- THE INPUT
Start of Block
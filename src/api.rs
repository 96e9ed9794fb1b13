use std::sync::Arc;

use axum::extract::rejection::JsonRejection;
use axum::extract::{Path, State};
use axum::http::StatusCode;
use axum::response::{IntoResponse, Response};
use axum::routing::{get, post};
use axum::{Json, Router};
use chrono::{DateTime, Utc};
use serde::{Deserialize, Serialize};
use serde_json::json;
use tracing::{error, info};

use crate::error::{ClassificationError, ProgressComputationError, StorageError};
use crate::models::{
    hash_password, normalize_email, Lesson, NewFeedback, NewQuizResult, NewUser, ProgressSummary,
    QuizQuestion, QuizResultRecord, Sentiment, Subject, UserProfile,
};
use crate::progress::ProgressAggregator;
use crate::sentiment::SentimentClassifier;
use crate::store::TutorStore;

#[derive(Clone)]
pub struct AppState {
    store: Arc<dyn TutorStore>,
    classifier: SentimentClassifier,
    aggregator: ProgressAggregator,
}

impl AppState {
    pub fn new(
        store: Arc<dyn TutorStore>,
        classifier: SentimentClassifier,
        aggregator: ProgressAggregator,
    ) -> Self {
        Self {
            store,
            classifier,
            aggregator,
        }
    }
}

#[derive(Debug, thiserror::Error)]
pub enum ApiError {
    #[error("{0}")]
    BadRequest(String),
    #[error("{0}")]
    Unauthorized(String),
    #[error("{0}")]
    Conflict(String),
    #[error(transparent)]
    Storage(#[from] StorageError),
    #[error(transparent)]
    Classification(#[from] ClassificationError),
    #[error(transparent)]
    Progress(#[from] ProgressComputationError),
}

impl From<JsonRejection> for ApiError {
    fn from(rejection: JsonRejection) -> Self {
        ApiError::BadRequest(rejection.body_text())
    }
}

impl IntoResponse for ApiError {
    fn into_response(self) -> Response {
        let status = match &self {
            ApiError::BadRequest(_) => StatusCode::BAD_REQUEST,
            ApiError::Unauthorized(_) => StatusCode::UNAUTHORIZED,
            ApiError::Conflict(_) => StatusCode::CONFLICT,
            ApiError::Storage(_) | ApiError::Classification(_) | ApiError::Progress(_) => {
                error!(error = ?self, "request failed");
                StatusCode::INTERNAL_SERVER_ERROR
            }
        };
        (status, Json(json!({ "error": self.to_string() }))).into_response()
    }
}

pub fn router(state: AppState) -> Router {
    Router::new()
        .route("/", get(home))
        .route("/api/subjects", get(list_subjects))
        .route("/api/lessons/:subject_id", get(list_lessons))
        .route("/api/quiz/:lesson_id", get(list_quiz))
        .route("/api/quiz-results", post(record_quiz_result))
        .route("/api/feedback", post(submit_feedback))
        .route("/auth/register", post(register))
        .route("/auth/login", post(login))
        .route("/progress/:user_id", get(progress))
        .with_state(state)
}

async fn home() -> Json<serde_json::Value> {
    Json(json!({ "message": "Welcome to SmartTutor Backend!" }))
}

async fn list_subjects(State(state): State<AppState>) -> Result<Json<Vec<Subject>>, ApiError> {
    Ok(Json(state.store.list_subjects().await?))
}

async fn list_lessons(
    State(state): State<AppState>,
    Path(subject_id): Path<i64>,
) -> Result<Json<Vec<Lesson>>, ApiError> {
    Ok(Json(state.store.list_lessons(subject_id).await?))
}

async fn list_quiz(
    State(state): State<AppState>,
    Path(lesson_id): Path<i64>,
) -> Result<Json<Vec<QuizQuestion>>, ApiError> {
    Ok(Json(state.store.list_quiz(lesson_id).await?))
}

async fn progress(
    State(state): State<AppState>,
    Path(user_id): Path<i64>,
) -> Result<Json<ProgressSummary>, ApiError> {
    let summary = state.aggregator.summarize(&*state.store, user_id).await?;
    Ok(Json(summary))
}

#[derive(Debug, Deserialize)]
struct FeedbackRequest {
    #[serde(default)]
    feedback: String,
    user_id: Option<i64>,
}

#[derive(Debug, Serialize)]
struct FeedbackResponse {
    feedback: String,
    sentiment: Sentiment,
    polarity: f64,
    message: &'static str,
    #[serde(skip_serializing_if = "Option::is_none")]
    created_at: Option<DateTime<Utc>>,
}

async fn submit_feedback(
    State(state): State<AppState>,
    payload: Result<Json<FeedbackRequest>, JsonRejection>,
) -> Result<Json<FeedbackResponse>, ApiError> {
    let Json(request) = payload?;
    if request.feedback.trim().is_empty() {
        return Err(ApiError::BadRequest("Feedback is required".to_string()));
    }

    let classification = state.classifier.classify(&request.feedback)?;
    let created_at = match request.user_id {
        Some(user_id) => {
            let record = state
                .store
                .record_feedback(&NewFeedback {
                    user_id,
                    text: request.feedback.clone(),
                    sentiment: classification.sentiment,
                    polarity: classification.polarity,
                })
                .await?;
            info!(user_id, sentiment = classification.sentiment.as_str(), "feedback recorded");
            Some(record.created_at)
        }
        None => None,
    };

    Ok(Json(FeedbackResponse {
        feedback: request.feedback,
        sentiment: classification.sentiment,
        polarity: classification.polarity,
        message: classification.message,
        created_at,
    }))
}

#[derive(Debug, Deserialize)]
struct QuizResultRequest {
    user_id: i64,
    lesson_id: Option<i64>,
    percentage: f64,
}

async fn record_quiz_result(
    State(state): State<AppState>,
    payload: Result<Json<QuizResultRequest>, JsonRejection>,
) -> Result<(StatusCode, Json<QuizResultRecord>), ApiError> {
    let Json(request) = payload?;
    if !request.percentage.is_finite() || !(0.0..=100.0).contains(&request.percentage) {
        return Err(ApiError::BadRequest(
            "percentage must be between 0 and 100".to_string(),
        ));
    }

    let record = state
        .store
        .record_result(&NewQuizResult {
            user_id: request.user_id,
            lesson_id: request.lesson_id,
            percentage: request.percentage,
        })
        .await?;
    Ok((StatusCode::CREATED, Json(record)))
}

#[derive(Debug, Deserialize)]
struct RegisterRequest {
    username: Option<String>,
    email: Option<String>,
    password: Option<String>,
}

#[derive(Debug, Serialize)]
struct AccountResponse {
    message: &'static str,
    user: UserProfile,
}

fn present(field: &Option<String>) -> Option<&str> {
    field.as_deref().filter(|value| !value.trim().is_empty())
}

async fn register(
    State(state): State<AppState>,
    payload: Result<Json<RegisterRequest>, JsonRejection>,
) -> Result<(StatusCode, Json<AccountResponse>), ApiError> {
    let Json(request) = payload?;
    let (Some(username), Some(email), Some(password)) = (
        present(&request.username),
        present(&request.email),
        present(&request.password),
    ) else {
        return Err(ApiError::BadRequest("All fields are required".to_string()));
    };

    let user = state
        .store
        .create_user(&NewUser::with_password(username, email, password))
        .await?
        .ok_or_else(|| ApiError::Conflict("Email is already registered".to_string()))?;
    info!(user_id = user.id, "registered user");

    Ok((
        StatusCode::CREATED,
        Json(AccountResponse {
            message: "User registered successfully",
            user,
        }),
    ))
}

#[derive(Debug, Deserialize)]
struct LoginRequest {
    email: Option<String>,
    password: Option<String>,
}

async fn login(
    State(state): State<AppState>,
    payload: Result<Json<LoginRequest>, JsonRejection>,
) -> Result<Json<AccountResponse>, ApiError> {
    let Json(request) = payload?;
    let (Some(email), Some(password)) = (present(&request.email), present(&request.password))
    else {
        return Err(ApiError::BadRequest(
            "Email and password are required".to_string(),
        ));
    };

    let user = state
        .store
        .find_user(&normalize_email(email), &hash_password(password))
        .await?
        .ok_or_else(|| ApiError::Unauthorized("Invalid email or password".to_string()))?;

    Ok(Json(AccountResponse {
        message: "Login successful",
        user,
    }))
}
End of Block
- TASK INSTRUCTIONS
Report how many lines of the data above include "SentimentClassifier", giving the number and no other words.

- RESULT OF THE TASK
3